EXERCISE INSTRUCTIONS
Please return every line in the entries below with the word "PlaybackSink" in it.

========

//! Hardware boundary: capture sources and playback sinks
//!
//! Platform glue implements [`AudioBackend`]; the session only ever sees
//! opaque PCM bytes.

use std::thread;

use crate::config::AudioConfig;
use crate::error::AudioError;

/// Opens capture/playback endpoints for a session
pub trait AudioBackend: Send + Sync {
    fn open_capture(&self, config: &AudioConfig) -> Result<Box<dyn CaptureSource>, AudioError>;
    fn open_playback(&self, config: &AudioConfig) -> Result<Box<dyn PlaybackSink>, AudioError>;
}

/// Microphone side
pub trait CaptureSource: Send {
    /// Begin capturing. An error here leaves the capture pipeline inactive.
    fn start(&mut self) -> Result<(), AudioError> {
        Ok(())
    }

    /// Fill `buf` with the next frame, blocking for at most about one frame
    /// period. `Ok(0)` means nothing was captured this cycle.
    fn read_frame(&mut self, buf: &mut [u8]) -> Result<usize, AudioError>;

    fn stop(&mut self) {}
}

/// Speaker side
pub trait PlaybackSink: Send {
    fn start(&mut self) -> Result<(), AudioError> {
        Ok(())
    }

    fn write(&mut self, pcm: &[u8]) -> Result<(), AudioError>;

    /// Linear gain in `[0, 1]`
    fn set_volume(&mut self, _volume: f32) {}

    fn stop(&mut self) {}
}

/// Backend producing silent frames at the configured cadence and discarding
/// playback. Stands in when no platform audio is wired up.
#[derive(Debug, Clone, Copy, Default)]
pub struct SilenceBackend;

impl AudioBackend for SilenceBackend {
    fn open_capture(&self, config: &AudioConfig) -> Result<Box<dyn CaptureSource>, AudioError> {
        Ok(Box::new(SilentCapture {
            config: config.clone(),
        }))
    }

    fn open_playback(&self, _config: &AudioConfig) -> Result<Box<dyn PlaybackSink>, AudioError> {
        Ok(Box::new(DiscardPlayback))
    }
}

struct SilentCapture {
    config: AudioConfig,
}

impl CaptureSource for SilentCapture {
    fn read_frame(&mut self, buf: &mut [u8]) -> Result<usize, AudioError> {
        thread::sleep(self.config.frame_duration());
        let len = buf.len().min(self.config.frame_bytes());
        buf[..len].fill(0);
        Ok(len)
    }
}

struct DiscardPlayback;

impl PlaybackSink for DiscardPlayback {
    fn write(&mut self, _pcm: &[u8]) -> Result<(), AudioError> {
        Ok(())
    }
}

========

EXERCISE ANSWER
    fn open_playback(&self, config: &AudioConfig) -> Result<Box<dyn PlaybackSink>, AudioError>;
pub trait PlaybackSink: Send {
    fn open_playback(&self, _config: &AudioConfig) -> Result<Box<dyn PlaybackSink>, AudioError> {
impl PlaybackSink for DiscardPlayback {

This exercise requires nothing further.